Shame on you, bigots.

Letter to the Editor: Jokes in event preview crossed line, offended native students
By Brighton Dawn Finger, Tessa McLean, and Scott Jacket

Published: Wednesday, April 13, 2011

Updated: Wednesday, April 13, 2011

Dear Editor in Chief Tiffany Fitzgerald,

In the recent print of The Advocate, from March 16-29, 2011, Volume 27, Issue 25, Backend Writer John Lindquist wrote "Indians aplenty." UCD Native students were outraged by the facetious remark about "…the opportunity to remember that, oh yeah, not all Native Americans died 200 years ago. (Just most of them.)." History books often leave out evidence that American Indians, First Nations and other Indigenous Peoples of North America were historically subjected to genocide, first by colonizers of the Americas and later including the United States government. Indigenous peoples of this land did not simply ‘die'; they were massacred through strategic campaigns, tortured, hanged and burned to death, beaten to death, starved to death, and forced to endure policies of cultural destruction that have been well documented. All of this terror began with an invasion in 1492 – not 200 years ago as Lindquist quips – as a pattern developed in which Native lands were stolen and Treaties were repeatedly broken and manipulated by the conquerors.

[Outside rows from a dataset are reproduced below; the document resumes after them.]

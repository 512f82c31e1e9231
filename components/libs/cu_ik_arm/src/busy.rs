//! Open-loop estimate of whether the arm is still executing a motion.
//!
//! The firmware drains its slot queue at a fixed interval and never
//! acknowledges anything, so completion is inferred from elapsed time: a
//! motion dispatched at `t0` with expected duration `D` is considered done
//! once `now - t0 + grace > D`. The grace margin accounts for the frames
//! still travelling over the serial line when the timer is stamped.

use cu29_clock::{CuTime, RobotClock};
use std::fmt;
use std::time::Duration;

#[derive(Debug, Clone, Copy, PartialEq, Eq)]
pub enum MotionState {
    Idle,
    Moving,
}

/// Tracks the last dispatched motion against the robot clock.
#[derive(Clone)]
pub struct BusyTracker {
    clock: RobotClock,
    expected: Duration,
    grace: Duration,
    last_dispatch: Option<CuTime>,
}

impl BusyTracker {
    /// A tracker that has never seen a dispatch, hence idle.
    pub fn new(clock: RobotClock, expected: Duration, grace: Duration) -> Self {
        Self {
            clock,
            expected,
            grace,
            last_dispatch: None,
        }
    }

    pub fn expected_duration(&self) -> Duration {
        self.expected
    }

    pub fn grace_margin(&self) -> Duration {
        self.grace
    }

    /// Stamp a successful dispatch. Overwrites the previous one.
    pub fn arm(&mut self) {
        self.last_dispatch = Some(self.clock.now());
    }

    /// Time elapsed since the last dispatch, if any.
    pub fn elapsed(&self) -> Option<Duration> {
        let stamp = self.last_dispatch?;
        let now = self.clock.now().as_nanos();
        Some(Duration::from_nanos(now.saturating_sub(stamp.as_nanos())))
    }

    pub fn state(&self) -> MotionState {
        match self.elapsed() {
            Some(elapsed) if elapsed + self.grace <= self.expected => MotionState::Moving,
            _ => MotionState::Idle,
        }
    }

    pub fn is_idle(&self) -> bool {
        self.state() == MotionState::Idle
    }
}

impl fmt::Debug for BusyTracker {
    fn fmt(&self, f: &mut fmt::Formatter<'_>) -> fmt::Result {
        f.debug_struct("BusyTracker")
            .field("expected", &self.expected)
            .field("grace", &self.grace)
            .field("elapsed", &self.elapsed())
            .finish()
    }
}
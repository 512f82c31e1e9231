//! Arm configuration, stored as JSON.
//!
//! Every field has a default matching the stock arm (175 mm links, 550–2450
//! µs servos, 50-slot controller queue, 3 s per motion), so a config file
//! only needs the values that differ:
//!
//! ```json
//! { "link": { "ports": ["/dev/ttyACM1"] }, "total_duration_ms": 2000 }
//! ```

use crate::busy::BusyTracker;
use crate::driver::MotionDriver;
use crate::kinematics::{Kinematics, TwoLinkArm};
use crate::pose::Pose;
use crate::protocol::VALUE_LIMIT;
use cu_serial_link::LinkSettings;
use cu29_clock::RobotClock;
use serde::{Deserialize, Serialize};
use std::num::NonZeroUsize;
use std::path::Path;
use std::time::Duration;
use thiserror::Error;

#[derive(Debug, Error)]
pub enum ConfigError {
    #[error("cannot access config file: {0}")]
    Io(#[from] std::io::Error),
    #[error("bad config JSON: {0}")]
    Json(#[from] serde_json::Error),
    #[error("invalid config: {0}")]
    Invalid(String),
}

#[derive(Debug, Clone, PartialEq, Serialize, Deserialize)]
#[serde(default)]
pub struct ArmConfig {
    pub arm: TwoLinkArm,
    /// Pose assumed at startup, before anything was commanded.
    pub home: Pose,
    /// Time the controller takes to drain a full queue.
    pub total_duration_ms: u64,
    /// Controller queue depth, also the number of waypoints per motion.
    pub queue_max: usize,
    /// Subtracted from the wait before a new target is accepted.
    pub grace_ms: u64,
    pub link: LinkSettings,
}

impl Default for ArmConfig {
    fn default() -> Self {
        Self {
            arm: TwoLinkArm::default(),
            home: Pose::new(0.0, 50.0, 50.0),
            total_duration_ms: 3_000,
            queue_max: 50,
            grace_ms: 500,
            link: LinkSettings::default(),
        }
    }
}

impl ArmConfig {
    pub fn load(path: &Path) -> Result<Self, ConfigError> {
        let contents = std::fs::read_to_string(path)?;
        Self::from_json(&contents)
    }

    pub fn from_json(json: &str) -> Result<Self, ConfigError> {
        let config: Self = serde_json::from_str(json)?;
        config.validate()?;
        Ok(config)
    }

    pub fn save(&self, path: &Path) -> Result<(), ConfigError> {
        let json = serde_json::to_string_pretty(self)?;
        std::fs::write(path, json)?;
        Ok(())
    }

    /// Reject values the controller or the protocol cannot represent.
    pub fn validate(&self) -> Result<(), ConfigError> {
        let invalid = |msg: String| Err(ConfigError::Invalid(msg));
        let arm = &self.arm;

        if !(arm.link1_mm > 0.0 && arm.link2_mm > 0.0) {
            return invalid(format!(
                "link lengths must be positive, got {} and {}",
                arm.link1_mm, arm.link2_mm
            ));
        }
        if arm.pulse_min > arm.pulse_max {
            return invalid(format!(
                "pulse_min {} is above pulse_max {}",
                arm.pulse_min, arm.pulse_max
            ));
        }
        if arm.pulse_max >= VALUE_LIMIT {
            return invalid(format!(
                "pulse_max {} does not fit the protocol (limit {VALUE_LIMIT})",
                arm.pulse_max
            ));
        }
        if self.queue_max == 0 {
            return invalid("queue_max must be at least 1".into());
        }
        let interval = self.total_duration_ms / self.queue_max as u64;
        if interval == 0 || interval >= VALUE_LIMIT as u64 {
            return invalid(format!(
                "slot interval {interval} ms ({} ms over {} slots) is not encodable",
                self.total_duration_ms, self.queue_max
            ));
        }
        if arm.pose_to_angles(&self.home).is_none() {
            return invalid(format!("home pose {} is out of reach", self.home));
        }
        Ok(())
    }

    pub fn steps(&self) -> Result<NonZeroUsize, ConfigError> {
        NonZeroUsize::new(self.queue_max)
            .ok_or_else(|| ConfigError::Invalid("queue_max must be at least 1".into()))
    }

    pub fn expected_duration(&self) -> Duration {
        Duration::from_millis(self.total_duration_ms)
    }

    pub fn grace_margin(&self) -> Duration {
        Duration::from_millis(self.grace_ms)
    }

    /// Build the motion driver for the configured arm.
    pub fn driver(&self, clock: RobotClock) -> Result<MotionDriver<TwoLinkArm>, ConfigError> {
        self.validate()?;
        let tracker = BusyTracker::new(clock, self.expected_duration(), self.grace_margin());
        Ok(MotionDriver::new(self.arm, tracker, self.home, self.steps()?))
    }
}
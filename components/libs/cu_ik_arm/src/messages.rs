//! Inbound message: where the arm should go next.
//!
//! Producers publish a bare 3D point; text producers (the demo reads stdin)
//! send it as `"x y z"` or `"x,y,z"`.

use crate::pose::Pose;
use serde::{Deserialize, Serialize};
use std::str::FromStr;
use thiserror::Error;

/// Target position in millimetres, in the arm base frame.
#[derive(Debug, Clone, Copy, PartialEq, Default, Serialize, Deserialize)]
pub struct TargetPosition {
    pub x: f64,
    pub y: f64,
    pub z: f64,
}

impl TargetPosition {
    pub const fn new(x: f64, y: f64, z: f64) -> Self {
        Self { x, y, z }
    }
}

impl From<TargetPosition> for Pose {
    fn from(t: TargetPosition) -> Self {
        Pose::new(t.x, t.y, t.z)
    }
}

#[derive(Debug, Clone, PartialEq, Eq, Error)]
pub enum ParseTargetError {
    #[error("expected 3 coordinates, got {0}")]
    Arity(usize),
    #[error("invalid coordinate {0:?}")]
    Coordinate(String),
}

impl FromStr for TargetPosition {
    type Err = ParseTargetError;

    fn from_str(s: &str) -> Result<Self, Self::Err> {
        let fields: Vec<&str> = s
            .split(|c: char| c == ',' || c.is_whitespace())
            .filter(|f| !f.is_empty())
            .collect();
        let [x, y, z] = fields[..] else {
            return Err(ParseTargetError::Arity(fields.len()));
        };
        let coord = |f: &str| {
            f.parse::<f64>()
                .ok()
                .filter(|v| v.is_finite())
                .ok_or_else(|| ParseTargetError::Coordinate(f.to_string()))
        };
        Ok(Self::new(coord(x)?, coord(y)?, coord(z)?))
    }
}
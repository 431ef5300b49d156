use std::io::{self, Read, Write};

use super::{Deque, Error};

fn io_error(err: Error) -> io::Error {
  match err {
    Error::AllocationFailure { .. } => io::Error::new(io::ErrorKind::OutOfMemory, err),
    Error::OutOfRange { .. } | Error::Underflow => io::Error::new(io::ErrorKind::Other, err),
  }
}

/// Read is implemented for `Deque<u8>` by consuming bytes from the front of
/// the deque. Vacant positions are consumed without producing a byte.
impl Read for Deque<u8> {
  fn read(&mut self, buf: &mut [u8]) -> io::Result<usize> {
    let mut read = 0;
    while read < buf.len() && !self.is_empty() {
      if let Some(byte) = self.pop_front().map_err(io_error)? {
        buf[read] = byte;
        read += 1;
      }
    }
    Ok(read)
  }
}

/// Write is implemented for `Deque<u8>` by appending to the back of the deque,
/// growing it as needed.
impl Write for Deque<u8> {
  #[inline]
  fn write(&mut self, buf: &[u8]) -> io::Result<usize> {
    self.reserve(buf.len()).map_err(io_error)?;
    for &byte in buf {
      self.write_back(Some(byte));
    }
    Ok(buf.len())
  }

  #[inline]
  fn flush(&mut self) -> io::Result<()> {
    Ok(())
  }
}
use core::iter::FusedIterator;
use core::{fmt, mem, slice};

/// A mutable iterator over the slots of a [`Deque`](crate::Deque).
///
/// This `struct` is created by the [`iter_mut`] method on [`Deque`]. See its
/// documentation for more.
///
/// [`Deque`]: crate::Deque
/// [`iter_mut`]: crate::Deque::iter_mut
pub struct IterMut<'a, T> {
  i1: slice::IterMut<'a, Option<T>>,
  i2: slice::IterMut<'a, Option<T>>,
}

impl<'a, T> IterMut<'a, T> {
  pub(super) fn new(i1: slice::IterMut<'a, Option<T>>, i2: slice::IterMut<'a, Option<T>>) -> Self {
    Self { i1, i2 }
  }

  /// Views the slots not yet yielded as a pair of subslices, consuming the
  /// iterator.
  ///
  /// ## Examples
  ///
  /// ```
  /// use ring_deque::Deque;
  ///
  /// let mut deque = Deque::from([1, 2, 3]);
  /// let mut iter = deque.iter_mut();
  /// iter.next();
  /// let (front, _) = iter.into_slices();
  /// front[0] = None;
  /// assert_eq!(deque.get(1), Ok(None));
  /// ```
  pub fn into_slices(self) -> (&'a mut [Option<T>], &'a mut [Option<T>]) {
    (self.i1.into_slice(), self.i2.into_slice())
  }
}

impl<T: fmt::Debug> fmt::Debug for IterMut<'_, T> {
  fn fmt(&self, f: &mut fmt::Formatter<'_>) -> fmt::Result {
    f.debug_tuple("IterMut")
      .field(&self.i1.as_slice())
      .field(&self.i2.as_slice())
      .finish()
  }
}

impl<'a, T> Iterator for IterMut<'a, T> {
  type Item = Option<&'a mut T>;

  #[inline]
  fn next(&mut self) -> Option<Option<&'a mut T>> {
    match self.i1.next() {
      Some(slot) => Some(slot.as_mut()),
      None => {
        // Swapping once the first half runs dry keeps the common path on
        // the first branch.
        mem::swap(&mut self.i1, &mut self.i2);
        self.i1.next().map(Option::as_mut)
      }
    }
  }

  #[inline]
  fn size_hint(&self) -> (usize, Option<usize>) {
    let len = self.len();
    (len, Some(len))
  }

  fn fold<Acc, F>(self, accum: Acc, mut f: F) -> Acc
  where
    F: FnMut(Acc, Self::Item) -> Acc,
  {
    let accum = self.i1.map(Option::as_mut).fold(accum, &mut f);
    self.i2.map(Option::as_mut).fold(accum, &mut f)
  }

  #[inline]
  fn last(mut self) -> Option<Self::Item> {
    self.next_back()
  }
}

impl<'a, T> DoubleEndedIterator for IterMut<'a, T> {
  #[inline]
  fn next_back(&mut self) -> Option<Option<&'a mut T>> {
    match self.i2.next_back() {
      Some(slot) => Some(slot.as_mut()),
      None => {
        mem::swap(&mut self.i1, &mut self.i2);
        self.i2.next_back().map(Option::as_mut)
      }
    }
  }
}

impl<T> ExactSizeIterator for IterMut<'_, T> {
  fn len(&self) -> usize {
    self.i1.len() + self.i2.len()
  }
}

impl<T> FusedIterator for IterMut<'_, T> {}

#[cfg(test)]
mod tests {
  use crate::Deque;

  #[test]
  fn mutates_across_the_wrap_point() {
    let mut deque = Deque::new();
    for value in 0..4 {
      deque.push_back(value).unwrap();
      deque.push_front(value).unwrap();
    }
    for slot in deque.iter_mut().flatten() {
      *slot *= 10;
    }
    assert_eq!(deque, Deque::from([30, 20, 10, 0, 0, 10, 20, 30]));
  }

  #[test]
  fn fills_vacant_positions() {
    let mut deque = Deque::with_len(3).unwrap();
    assert!(deque.iter_mut().all(|slot| slot.is_none()));
    for slot in deque.as_mut_slices().0 {
      *slot = Some(7);
    }
    assert_eq!(deque, Deque::from([7, 7, 7]));
  }

  #[test]
  fn double_ended() {
    let mut deque = Deque::from([1, 2, 3, 4]);
    let mut iter = deque.iter_mut();
    assert_eq!(iter.len(), 4);
    if let Some(Some(back)) = iter.next_back() {
      *back = 40;
    }
    assert_eq!(iter.next().flatten().copied(), Some(1));
    assert_eq!(iter.size_hint(), (2, Some(2)));
    assert_eq!(deque.back(), Some(&40));
  }
}
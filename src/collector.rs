use core::{fmt, marker::PhantomData};

use super::{Deque, Error};

/// A reduction that folds a sequence of values into a new [`Deque`].
///
/// The three steps mirror a supplier/accumulator/combiner pipeline:
/// [`supply`](Collector::supply) creates an empty deque,
/// [`accumulate`](Collector::accumulate) pushes one value to its back, and
/// [`combine`](Collector::combine) appends a partial result to another. Split
/// a sequence, accumulate the pieces independently and combine them in order
/// to get the same deque a single pass would have built.
///
/// This `struct` is created by [`Deque::collector`].
///
/// ## Examples
///
/// ```
/// use ring_deque::Deque;
///
/// let collector = Deque::collector();
/// let mut left = collector.supply();
/// let mut right = collector.supply();
/// for value in 0..3 {
///   collector.accumulate(&mut left, value).unwrap();
/// }
/// for value in 3..6 {
///   collector.accumulate(&mut right, value).unwrap();
/// }
///
/// let all = collector.combine(left, right).unwrap();
/// assert_eq!(all, collector.reduce(0..6).unwrap());
/// ```
pub struct Collector<T> {
  _marker: PhantomData<fn() -> T>,
}

impl<T> Collector<T> {
  pub(super) const fn new() -> Self {
    Self {
      _marker: PhantomData,
    }
  }

  /// Creates the empty deque a reduction starts from.
  #[inline]
  pub fn supply(&self) -> Deque<T> {
    Deque::new()
  }

  /// Pushes `value` to the back of `deque`.
  #[inline]
  pub fn accumulate(&self, deque: &mut Deque<T>, value: T) -> Result<(), Error> {
    deque.push_back(value)
  }

  /// Appends every slot of `right` to the back of `left` and returns `left`.
  pub fn combine(&self, mut left: Deque<T>, mut right: Deque<T>) -> Result<Deque<T>, Error> {
    left.append(&mut right)?;
    Ok(left)
  }

  /// Runs the whole reduction over `values`.
  pub fn reduce<I: IntoIterator<Item = T>>(&self, values: I) -> Result<Deque<T>, Error> {
    values.into_iter().try_fold(self.supply(), |mut deque, value| {
      self.accumulate(&mut deque, value)?;
      Ok(deque)
    })
  }
}

impl<T> Clone for Collector<T> {
  #[inline]
  fn clone(&self) -> Self {
    *self
  }
}

impl<T> Copy for Collector<T> {}

impl<T> Default for Collector<T> {
  #[inline]
  fn default() -> Self {
    Self::new()
  }
}

impl<T> fmt::Debug for Collector<T> {
  fn fmt(&self, f: &mut fmt::Formatter<'_>) -> fmt::Result {
    f.write_str("Collector")
  }
}

#[cfg(test)]
mod tests {
  use crate::{Deque, Error};

  #[test]
  fn combine_preserves_order_and_vacancies() {
    let collector = Deque::collector();
    let mut left = Deque::with_len(1).unwrap();
    collector.accumulate(&mut left, 1).unwrap();
    let right = collector.reduce([2, 3]).unwrap();

    let combined = collector.combine(left, right).unwrap();
    assert_eq!(combined.len(), 4);
    assert_eq!(combined.get(0), Ok(None));
    assert_eq!(
      combined.elements().copied().collect::<std::vec::Vec<_>>(),
      [1, 2, 3]
    );
  }

  #[test]
  fn reduce_grows_past_default_capacity() {
    let deque = Deque::collector().reduce(0..100).unwrap();
    assert_eq!(deque.len(), 100);
    assert_eq!(deque.get(-1), Ok(Some(&99)));
    assert!(deque.capacity() >= 100);
  }

  #[test]
  fn fold_with_iterator_adapters() {
    let collector = Deque::collector();
    let deque: Result<Deque<_>, Error> = (0..4)
      .map(|x| x * x)
      .try_fold(collector.supply(), |mut deque, value| {
        collector.accumulate(&mut deque, value)?;
        Ok(deque)
      });
    assert_eq!(deque.unwrap(), Deque::from([0, 1, 4, 9]));
  }
}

Within the United States, there is current legal debate as to whether Hate Speech in America should be extended to include areas where historically people have been brutalized and murdered. The Supreme Court has held that words that "by their very utterance inflict injury or tend to incite an immediate breach of the peace" are not constitutionally protected. Contemporary legal discussion in this country includes the argument that racial insults that injure and do not explore reality should be included in future regulations on Hate Speech, in a context that is least restrictive of protected speech. We view this humor at The Advocate as written in a way that blames the victims while encouraging a continuation and reinforcement of degrading stereotypes. We believe that the aforementioned joke in "Indians aplenty" supports biases based in privilege disguised as tasteless humor. This facetious treatment of the topic of genocide triggers a cellular memory for us in relation to the heinous crimes that were carried out against our ancestors. Even if you say something that you don't believe in, you are still responsible for the message that you put forth through The Advocate. Regarding current US legal debate on Hate Speech, we contend that dismissive jokes about cultural genocide should be included within the parameters of forms of speech that are unprotected by the first amendment (example: Nazi sympathy is outlawed in Germany).

Moreover, Denver is home to a very large and diverse Native community, and the University of Colorado Denver is a hub for Native students. We are members of the Native American Student Organization (NASO), the American Indian Science and Engineering Society (AISES), and advocates of American Indian Student Educational Programs and Outreach (AISEPO) within the UCD Office of Diversity and Inclusion. In addition, we continue to represent UCD at the international level as student delegates to the United Nations Permanent Forum on Indigenous Issues (UNPFII) at the UN headquarters in New York. As Indigenous diplomats of the University, we ask that you grant us the awareness and dignity that you maintain for other groups that have survived genocide. Before writers at The Advocate decide to use jokes about our social gatherings (i.e. the Denver March Powwow) to mask the context of the terror that reigned down upon our ancestors, we ask that you confront the true history by giving respect to our existence as First Nations of the Great Mother we call America.

Brighton Dawn Finger (Cherokee/Western Shoshone)

Tessa McLean (Anishinaabe)

Scott Jacket (Ute Mountain Ute)


Dear Readers,

I must defend John Lindquist, our design editor, from the charge of hate speech presented in the above letter to the editor.

At no time does Mr. Lindquist commit hate speech in his Backend promotion, "Indians Aplenty."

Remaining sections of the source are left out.